(Saved data entries)
··········

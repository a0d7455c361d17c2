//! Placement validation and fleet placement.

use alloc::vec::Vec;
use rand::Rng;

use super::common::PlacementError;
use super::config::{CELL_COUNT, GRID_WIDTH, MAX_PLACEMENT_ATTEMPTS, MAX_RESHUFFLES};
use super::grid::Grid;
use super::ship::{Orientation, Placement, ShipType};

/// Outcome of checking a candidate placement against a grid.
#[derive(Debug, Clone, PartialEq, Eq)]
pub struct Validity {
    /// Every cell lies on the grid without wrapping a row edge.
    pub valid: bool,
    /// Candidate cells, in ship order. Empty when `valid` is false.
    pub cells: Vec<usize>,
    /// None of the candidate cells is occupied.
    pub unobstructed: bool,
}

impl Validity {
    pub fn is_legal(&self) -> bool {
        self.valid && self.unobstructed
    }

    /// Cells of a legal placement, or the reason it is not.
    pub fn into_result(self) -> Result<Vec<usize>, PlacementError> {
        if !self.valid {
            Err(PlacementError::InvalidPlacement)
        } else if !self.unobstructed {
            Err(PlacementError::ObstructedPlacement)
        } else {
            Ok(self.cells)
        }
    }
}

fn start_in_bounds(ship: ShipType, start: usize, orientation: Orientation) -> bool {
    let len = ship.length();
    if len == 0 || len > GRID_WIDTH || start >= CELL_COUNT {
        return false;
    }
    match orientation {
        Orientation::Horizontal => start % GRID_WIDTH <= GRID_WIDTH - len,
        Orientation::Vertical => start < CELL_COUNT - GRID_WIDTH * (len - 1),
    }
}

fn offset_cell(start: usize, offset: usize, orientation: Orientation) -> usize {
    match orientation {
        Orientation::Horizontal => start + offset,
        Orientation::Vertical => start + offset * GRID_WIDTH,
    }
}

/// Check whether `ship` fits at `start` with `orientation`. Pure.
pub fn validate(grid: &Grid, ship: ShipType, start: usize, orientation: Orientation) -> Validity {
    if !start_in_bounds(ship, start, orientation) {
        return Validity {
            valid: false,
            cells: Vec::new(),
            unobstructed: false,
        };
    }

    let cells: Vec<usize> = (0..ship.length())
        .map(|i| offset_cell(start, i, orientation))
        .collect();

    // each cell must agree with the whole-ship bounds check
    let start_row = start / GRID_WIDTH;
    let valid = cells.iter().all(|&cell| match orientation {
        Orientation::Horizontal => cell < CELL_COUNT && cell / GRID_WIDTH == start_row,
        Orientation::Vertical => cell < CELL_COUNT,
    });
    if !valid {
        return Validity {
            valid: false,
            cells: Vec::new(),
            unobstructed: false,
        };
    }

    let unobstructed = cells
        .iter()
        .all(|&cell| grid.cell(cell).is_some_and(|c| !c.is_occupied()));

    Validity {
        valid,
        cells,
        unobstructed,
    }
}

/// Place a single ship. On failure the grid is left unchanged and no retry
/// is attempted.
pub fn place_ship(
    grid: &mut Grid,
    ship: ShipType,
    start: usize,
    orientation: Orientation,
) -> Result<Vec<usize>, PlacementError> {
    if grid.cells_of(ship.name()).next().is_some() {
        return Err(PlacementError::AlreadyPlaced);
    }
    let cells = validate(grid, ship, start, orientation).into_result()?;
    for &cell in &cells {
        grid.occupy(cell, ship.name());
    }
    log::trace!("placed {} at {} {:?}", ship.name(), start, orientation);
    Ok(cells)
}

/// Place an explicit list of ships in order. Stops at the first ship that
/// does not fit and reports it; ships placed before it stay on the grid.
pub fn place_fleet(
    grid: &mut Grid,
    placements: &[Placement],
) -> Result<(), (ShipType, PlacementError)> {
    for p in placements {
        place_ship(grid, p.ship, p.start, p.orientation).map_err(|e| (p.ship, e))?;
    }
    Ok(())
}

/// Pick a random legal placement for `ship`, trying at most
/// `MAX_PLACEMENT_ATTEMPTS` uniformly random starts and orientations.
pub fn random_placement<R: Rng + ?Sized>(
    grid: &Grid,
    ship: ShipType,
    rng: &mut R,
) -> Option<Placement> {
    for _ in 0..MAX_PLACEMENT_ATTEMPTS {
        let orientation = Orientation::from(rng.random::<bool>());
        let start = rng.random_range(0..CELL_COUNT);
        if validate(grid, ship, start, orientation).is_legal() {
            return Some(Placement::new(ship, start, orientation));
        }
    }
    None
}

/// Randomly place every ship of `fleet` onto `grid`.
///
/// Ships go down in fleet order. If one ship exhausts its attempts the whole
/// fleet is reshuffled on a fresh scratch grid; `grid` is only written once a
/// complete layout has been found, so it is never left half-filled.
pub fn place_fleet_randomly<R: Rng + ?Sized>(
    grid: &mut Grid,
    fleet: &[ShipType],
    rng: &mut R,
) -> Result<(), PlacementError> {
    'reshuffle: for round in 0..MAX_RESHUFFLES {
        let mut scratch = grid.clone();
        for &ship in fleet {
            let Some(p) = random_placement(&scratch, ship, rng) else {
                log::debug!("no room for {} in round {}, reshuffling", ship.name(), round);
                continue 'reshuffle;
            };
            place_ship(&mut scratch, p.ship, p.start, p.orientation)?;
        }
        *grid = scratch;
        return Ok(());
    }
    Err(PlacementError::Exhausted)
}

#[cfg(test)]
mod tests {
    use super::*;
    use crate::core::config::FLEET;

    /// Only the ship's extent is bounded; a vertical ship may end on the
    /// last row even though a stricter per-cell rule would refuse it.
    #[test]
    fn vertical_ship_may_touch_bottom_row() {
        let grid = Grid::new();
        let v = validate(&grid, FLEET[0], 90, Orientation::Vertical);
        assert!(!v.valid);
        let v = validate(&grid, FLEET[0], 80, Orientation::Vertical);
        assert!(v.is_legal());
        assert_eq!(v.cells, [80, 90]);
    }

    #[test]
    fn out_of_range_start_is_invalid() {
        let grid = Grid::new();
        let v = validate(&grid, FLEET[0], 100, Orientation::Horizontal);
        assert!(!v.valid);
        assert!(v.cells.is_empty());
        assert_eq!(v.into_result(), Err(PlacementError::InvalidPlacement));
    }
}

··········

YOUR INSTRUCTIONS:
Copy from the entries only those lines that hold the word "left".

TASK RESULT:
/// Place a single ship. On failure the grid is left unchanged and no retry
/// complete layout has been found, so it is never left half-filled.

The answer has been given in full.